CWE-551 不正确的行为次序:在解析与净化处理之前进行授权
Incorrect Behavior Order: Authorization Before Parsing and Canonicalization
结构: Simple
Abstraction: Base
状态: Incomplete
被利用可能性: unkown
基本描述
If a web server does not fully parse requested URLs before it examines them for authorization, it may be possible for an attacker to bypass authorization protection.
扩展描述
For instance, the character strings /./ and / both mean current directory.
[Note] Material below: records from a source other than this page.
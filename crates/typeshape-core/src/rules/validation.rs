//! Per-kind validation
//!
//! `validate_field` checks a value against a descriptor and returns its
//! coerced form. Coercions run before bound checks and report failures as
//! `TypeMismatch`. Container items, map entries and nested structures are
//! validated recursively with absolute paths.

use chrono::{DateTime, NaiveDate, NaiveDateTime};
use std::collections::{BTreeMap, BTreeSet, VecDeque};
use std::sync::Arc;
use typeshape_core_types::{FieldPath, Sensitive};

use crate::config::ValidationMode;
use crate::errors::{Result, SchemaError};
use crate::model::field::{
    Field, FieldKind, NumericBounds, Polymorphic, SeqSpec, SizeBounds, StringBounds,
};
use crate::model::structure::StructureType;
use crate::model::Instance;
use crate::ops::construct;
use crate::rules::invariants;
use crate::value::Value;

const DATETIME_FALLBACK_FORMAT: &str = "%Y-%m-%dT%H:%M:%S%.f";
const DATE_FORMAT: &str = "%Y-%m-%d";

/// Settings threaded through one validation pass
#[derive(Debug, Clone, Copy)]
pub(crate) struct ValidationContext<'a> {
    pub(crate) mode: ValidationMode,
    /// Redact offending values in error messages
    pub(crate) redact: bool,
    /// Re-validate nested instances instead of trusting them
    pub(crate) deep: bool,
    /// Raw or stored values of the owning record, for discriminators
    pub(crate) siblings: Option<&'a BTreeMap<String, Value>>,
}

impl ValidationContext<'static> {
    pub(crate) fn new(mode: ValidationMode) -> Self {
        Self {
            mode,
            redact: false,
            deep: false,
            siblings: None,
        }
    }
}

impl<'a> ValidationContext<'a> {
    pub(crate) fn redacting(mut self, redact: bool) -> Self {
        self.redact = self.redact || redact;
        self
    }

    pub(crate) fn with_mode(&self, mode: ValidationMode) -> Self {
        Self { mode, ..*self }
    }

    pub(crate) fn deep(mut self) -> Self {
        self.deep = true;
        self
    }

    pub(crate) fn with_siblings<'b>(
        &self,
        siblings: &'b BTreeMap<String, Value>,
    ) -> ValidationContext<'b> {
        ValidationContext {
            mode: self.mode,
            redact: self.redact,
            deep: self.deep,
            siblings: Some(siblings),
        }
    }

    /// Offending value as shown in error messages
    pub(crate) fn show(&self, value: &Value) -> String {
        Sensitive::render(value, self.redact)
    }

    pub(crate) fn collector(&self) -> Collector {
        Collector::new(self.mode)
    }
}

/// Error sink honoring the validation mode
///
/// Fail-fast hands the first error straight back; collect-all keeps going
/// and reports everything as one aggregate at `finish`.
pub(crate) struct Collector {
    mode: ValidationMode,
    errors: Vec<SchemaError>,
}

impl Collector {
    pub(crate) fn new(mode: ValidationMode) -> Self {
        Self {
            mode,
            errors: Vec::new(),
        }
    }

    pub(crate) fn record(&mut self, err: SchemaError) -> Result<()> {
        match self.mode {
            ValidationMode::FailFast => Err(err),
            ValidationMode::CollectAll => {
                self.errors.push(err);
                Ok(())
            }
        }
    }

    /// Unwrap a result, recording its error; `None` means it failed
    pub(crate) fn take<T>(&mut self, result: Result<T>) -> Result<Option<T>> {
        match result {
            Ok(value) => Ok(Some(value)),
            Err(err) => self.record(err).map(|()| None),
        }
    }

    pub(crate) fn is_clean(&self) -> bool {
        self.errors.is_empty()
    }

    pub(crate) fn finish<T>(self, value: T) -> Result<T> {
        if self.errors.is_empty() {
            Ok(value)
        } else {
            Err(SchemaError::aggregate(self.errors))
        }
    }
}

fn mismatch(expected: impl Into<String>, value: &Value, path: &FieldPath, cx: &ValidationContext<'_>) -> SchemaError {
    SchemaError::TypeMismatch {
        path: path.clone(),
        expected: expected.into(),
        found: format!("{} {}", value.type_name(), cx.show(value)),
    }
}

fn violation(constraint: impl Into<String>, value: &Value, path: &FieldPath, cx: &ValidationContext<'_>) -> SchemaError {
    SchemaError::ConstraintViolation {
        path: path.clone(),
        constraint: constraint.into(),
        found: cx.show(value),
    }
}
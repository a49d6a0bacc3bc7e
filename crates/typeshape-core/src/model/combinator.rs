//! Combinator fields
//!
//! Each combinator tries its candidates in declaration order. Candidates
//! always run fail-fast on a copy of the value, so a rejecting candidate
//! never leaves a partial coercion behind.

use std::collections::BTreeSet;
use typeshape_core_types::FieldPath;

use crate::config::ValidationMode;
use crate::errors::{Result, SchemaError};
use crate::model::field::Field;
use crate::rules::validation::{self, ValidationContext};
use crate::value::Value;

#[derive(Debug, Clone)]
pub enum Combinator {
    /// First accepting candidate wins
    AnyOf(Vec<Field>),
    /// Value threaded through every candidate in order; a value that no
    /// candidate accepts on its own is reported as matching none of them
    AllOf(Vec<Field>),
    /// Exactly one candidate may accept
    OneOf(Vec<Field>),
    /// No candidate may accept
    NotOf(Vec<Field>),
}

impl Combinator {
    pub fn name(&self) -> &'static str {
        match self {
            Combinator::AnyOf(_) => "AnyOf",
            Combinator::AllOf(_) => "AllOf",
            Combinator::OneOf(_) => "OneOf",
            Combinator::NotOf(_) => "NotOf",
        }
    }

    pub fn candidates(&self) -> &[Field] {
        match self {
            Combinator::AnyOf(c)
            | Combinator::AllOf(c)
            | Combinator::OneOf(c)
            | Combinator::NotOf(c) => c,
        }
    }

    pub(crate) fn validate(
        &self,
        value: Value,
        path: &FieldPath,
        cx: &ValidationContext<'_>,
    ) -> Result<Value> {
        let trial = cx.with_mode(ValidationMode::FailFast);
        match self {
            Combinator::AnyOf(candidates) => {
                for candidate in candidates {
                    if let Ok(accepted) = try_candidate(candidate, &value, path, &trial) {
                        return Ok(accepted);
                    }
                }
                Err(SchemaError::NoOptionMatched {
                    path: path.clone(),
                    candidates: distinct_names(candidates.iter()),
                    found: cx.show(&value),
                })
            }
            Combinator::AllOf(candidates) => {
                let mut current = value.clone();
                for (index, candidate) in candidates.iter().enumerate() {
                    match validation::validate_field(candidate, current, path, &trial) {
                        Ok(next) => current = next,
                        Err(_) if rejected_by_all(candidates, &value, path, &trial) => {
                            return Err(SchemaError::NoOptionMatched {
                                path: path.clone(),
                                candidates: distinct_names(candidates.iter()),
                                found: cx.show(&value),
                            });
                        }
                        Err(reason) => {
                            return Err(SchemaError::CandidateRejected {
                                path: path.clone(),
                                index,
                                candidate: candidate.type_name(),
                                reason: Box::new(reason),
                            });
                        }
                    }
                }
                Ok(current)
            }
            Combinator::OneOf(candidates) => {
                let mut accepted = Vec::new();
                for candidate in candidates {
                    if let Ok(v) = try_candidate(candidate, &value, path, &trial) {
                        accepted.push((candidate, v));
                    }
                }
                match accepted.len() {
                    0 => Err(SchemaError::NoOptionMatched {
                        path: path.clone(),
                        candidates: distinct_names(candidates.iter()),
                        found: cx.show(&value),
                    }),
                    1 => Ok(accepted.remove(0).1),
                    _ => Err(SchemaError::AmbiguousMatch {
                        path: path.clone(),
                        matched: distinct_names(accepted.iter().map(|(c, _)| *c)),
                        found: cx.show(&value),
                    }),
                }
            }
            Combinator::NotOf(candidates) => {
                let matched: Vec<&Field> = candidates
                    .iter()
                    .filter(|c| try_candidate(c, &value, path, &trial).is_ok())
                    .collect();
                if matched.is_empty() {
                    Ok(value)
                } else {
                    Err(SchemaError::UnexpectedMatch {
                        path: path.clone(),
                        matched: distinct_names(matched.into_iter()),
                        found: cx.show(&value),
                    })
                }
            }
        }
    }
}

fn try_candidate(
    candidate: &Field,
    value: &Value,
    path: &FieldPath,
    cx: &ValidationContext<'_>,
) -> Result<Value> {
    validation::validate_field(candidate, value.clone(), path, cx)
}

fn rejected_by_all(
    candidates: &[Field],
    value: &Value,
    path: &FieldPath,
    cx: &ValidationContext<'_>,
) -> bool {
    candidates
        .iter()
        .all(|candidate| try_candidate(candidate, value, path, cx).is_err())
}

fn distinct_names<'a>(fields: impl Iterator<Item = &'a Field>) -> Vec<String> {
    let mut seen = BTreeSet::new();
    fields
        .map(Field::type_name)
        .filter(|name| seen.insert(name.clone()))
        .collect()
}
pub mod declaration;
pub mod invariants;
pub mod validation;

pub use invariants::Invariant;
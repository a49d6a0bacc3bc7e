//! Declaration-time checks run by `StructureBuilder::build`

use typeshape_core_types::FieldPath;

use crate::errors::{Result, SchemaError};
use crate::model::field::{DefaultValue, Field, FieldKind, Items};
use crate::model::structure::StructureType;

pub(crate) fn check_structure(ty: &StructureType) -> Result<()> {
    let mut errors = Vec::new();

    for (name, field) in ty.fields() {
        let path = FieldPath::field(name);
        check_field(ty, field, &path, &mut errors);

        if let Some(DefaultValue::Literal(value)) = field.default_value() {
            if let Err(e) = field.validate(value.clone(), &path) {
                errors.push(invalid(ty, format!("default of {} is invalid: {}", path, e)));
            }
        }

        if let FieldKind::Polymorphic(poly) = field.kind() {
            if ty.field(&poly.discriminator.sibling).is_none() {
                errors.push(invalid(
                    ty,
                    format!(
                        "{}: discriminator reads undeclared field {}",
                        path, poly.discriminator.sibling
                    ),
                ));
            }
        }
    }

    for name in ty.required() {
        if ty.field(name).is_none() {
            errors.push(invalid(ty, format!("required field {} is not declared", name)));
        }
    }

    match errors.len() {
        0 => Ok(()),
        1 => Err(errors.remove(0)),
        _ => Err(SchemaError::aggregate(errors)),
    }
}

fn invalid(ty: &StructureType, reason: String) -> SchemaError {
    SchemaError::InvalidDeclaration {
        structure: ty.name().to_string(),
        reason,
    }
}

fn check_field(ty: &StructureType, field: &Field, path: &FieldPath, errors: &mut Vec<SchemaError>) {
    for reason in &field.declaration_errors {
        errors.push(invalid(ty, format!("{}: {}", path, reason)));
    }

    match field.kind() {
        FieldKind::Array(seq) | FieldKind::Deque { seq, .. } => match &seq.items {
            Items::Any => {}
            Items::Single(item) => check_field(ty, item, &path.join_index(0), errors),
            Items::Positional { items, additional } => {
                for (i, item) in items.iter().enumerate() {
                    check_field(ty, item, &path.join_index(i), errors);
                }
                if let Some(extra) = additional {
                    check_field(ty, extra, &path.join_index(items.len()), errors);
                }
            }
        },
        FieldKind::Tuple { items, .. } => {
            for (i, item) in items.iter().enumerate() {
                check_field(ty, item, &path.join_index(i), errors);
            }
        }
        FieldKind::Set { items, .. } => {
            if let Some(item) = items {
                if !item.is_hashable() {
                    errors.push(SchemaError::Unhashable {
                        path: path.clone(),
                        kind: item.type_name(),
                    });
                }
                check_field(ty, item, &path.join_index(0), errors);
            }
        }
        FieldKind::Map { keys, values, .. } => {
            if let Some(key) = keys {
                if !key.is_hashable() {
                    errors.push(SchemaError::Unhashable {
                        path: path.clone(),
                        kind: key.type_name(),
                    });
                }
                check_field(ty, key, path, errors);
            }
            if let Some(value) = values {
                check_field(ty, value, &path.join_key("*"), errors);
            }
        }
        FieldKind::Combinator(combinator) => {
            for candidate in combinator.candidates() {
                check_field(ty, candidate, path, errors);
            }
        }
        FieldKind::Polymorphic(poly) if poly.options.is_empty() => {
            errors.push(invalid(ty, format!("{}: polymorphic field has no options", path)));
        }
        _ => {}
    }
}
If /SomeDirectory is a protected directory and an attacker requests /./SomeDirectory, the attacker may be able to gain access to the resource if /./ is not converted to / before the authorization check is performed.
相关缺陷
-
cwe_Nature: ChildOf cwe_CWE_ID: 863 cwe_View_ID: 1000 cwe_Ordinal: Primary
-
cwe_Nature: ChildOf cwe_CWE_ID: 863 cwe_View_ID: 699 cwe_Ordinal: Primary
-
cwe_Nature: ChildOf cwe_CWE_ID: 696 cwe_View_ID: 1000
常见的影响
| 范围 | 影响 | 注释 |
|---|---|---|
| Access Control | Bypass Protection Mechanism |
可能的缓解方案
Architecture and Design
策略:
URL Inputs should be decoded and canonicalized to the application's current internal representation before being validated and processed for authorization. Make sure that your application does not decode the same input twice. Such errors could be used to bypass whitelist schemes by introducing dangerous inputs after they have been checked.